→ **Task prompt**
The line containing "Cr planes, whose" marks the end, so write out exactly every line from the top of the entries below through that one.

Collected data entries
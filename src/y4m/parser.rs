//! Zero-copy indexing of YUV4MPEG2 byte buffers

use super::header::{self, StreamHeader};
use super::stream::{FramePlanes, VideoStream};
use crate::error::{Error, Result};
use crate::util::Buffer;
use tracing::debug;

/// Parse a complete in-memory YUV4MPEG2 payload into an indexed stream.
///
/// The buffer is scanned once: the stream header line, then for each frame
/// a `FRAME` header line followed by the luma, Cb and Cr planes, whose
/// locations are recorded as ranges without copying. A buffer that ends
/// mid-line or mid-plane yields `Error::Truncated` rather than a partial
/// stream.
pub fn parse(buffer: Buffer) -> Result<VideoStream> {
    let data = buffer.as_slice();

    let (line, mut cursor) = take_line(data, 0, "stream header")?;
    let header = StreamHeader::parse(line)?;

    let luma_len = header.luma_plane_len();
    let chroma_len = header.chroma_plane_len();
    let block_len = header.frame_len();

    let mut frames = Vec::new();
    while cursor < data.len() {
        let (line, body) = take_line(data, cursor, "frame header")?;
        header::validate_frame_header(line)?;

        let have = data.len() - body;
        if have < block_len {
            return Err(Error::truncated(format!(
                "frame {} needs {} plane bytes, {} remain",
                frames.len(),
                block_len,
                have
            )));
        }

        let luma = body..body + luma_len;
        let cb = luma.end..luma.end + chroma_len;
        let cr = cb.end..cb.end + chroma_len;
        cursor = cr.end;
        frames.push(FramePlanes { luma, cb, cr });
    }

    debug!(
        frames = frames.len(),
        width = header.width,
        height = header.height,
        colorspace = %header.colorspace,
        "indexed y4m stream"
    );

    Ok(VideoStream::new(buffer, header, frames))
}

/// Take one `\n`-terminated line starting at `start`, returning the line
/// (terminator excluded) and the offset just past it. A buffer that ends
/// before the terminator is a truncated stream.
fn take_line<'a>(data: &'a [u8], start: usize, what: &str) -> Result<(&'a [u8], usize)> {
    match data[start..].iter().position(|&b| b == b'\n') {
        Some(pos) => Ok((&data[start..start + pos], start + pos + 1)),
        None => Err(Error::truncated(format!(
            "{} line is missing its newline terminator",
            what
        ))),
    }
}

#[cfg(test)]
mod tests {
    use super::*;

    fn stream_bytes(frame_count: usize) -> Vec<u8> {
        let mut data = b"YUV4MPEG2 W4 H2 F25:1 Ip A1:1 C420jpeg\n".to_vec();
        for i in 0..frame_count {
            data.extend_from_slice(b"FRAME\n");
            data.extend_from_slice(&[i as u8; 12]);
        }
        data
    }

    #[test]
    fn test_parse_counts_frames() {
        let stream = parse(Buffer::from_vec(stream_bytes(3))).unwrap();
        assert_eq!(stream.frame_count(), 3);
        assert_eq!(stream.frame(2).unwrap().luma[0], 2);
    }

    #[test]
    fn test_header_only_stream_is_empty() {
        let stream = parse(Buffer::from_vec(stream_bytes(0))).unwrap();
        assert!(stream.is_empty());
    }

    #[test]
    fn test_truncated_plane_reported() {
        let mut data = stream_bytes(2);
        data.truncate(data.len() - 1);
        assert!(matches!(
            parse(Buffer::from_vec(data)),
            Err(Error::Truncated(_))
        ));
    }

    #[test]
    fn test_missing_newline_reported() {
        let data = b"YUV4MPEG2 W4 H2 F25:1".to_vec();
        assert!(matches!(
            parse(Buffer::from_vec(data)),
            Err(Error::Truncated(_))
        ));
    }

    #[test]
    fn test_bad_frame_magic_reported() {
        let mut data = stream_bytes(1);
        data.extend_from_slice(b"FRUME\n");
        data.extend_from_slice(&[0u8; 12]);
        assert!(matches!(
            parse(Buffer::from_vec(data)),
            Err(Error::Parse(_))
        ));
    }
}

→ **Answer to the exercise**
filename src/y4m/parser.rs
//! Zero-copy indexing of YUV4MPEG2 byte buffers

use super::header::{self, StreamHeader};
use super::stream::{FramePlanes, VideoStream};
use crate::error::{Error, Result};
use crate::util::Buffer;
use tracing::debug;

/// Parse a complete in-memory YUV4MPEG2 payload into an indexed stream.
///
/// The buffer is scanned once: the stream header line, then for each frame
/// a `FRAME` header line followed by the luma, Cb and Cr planes, whose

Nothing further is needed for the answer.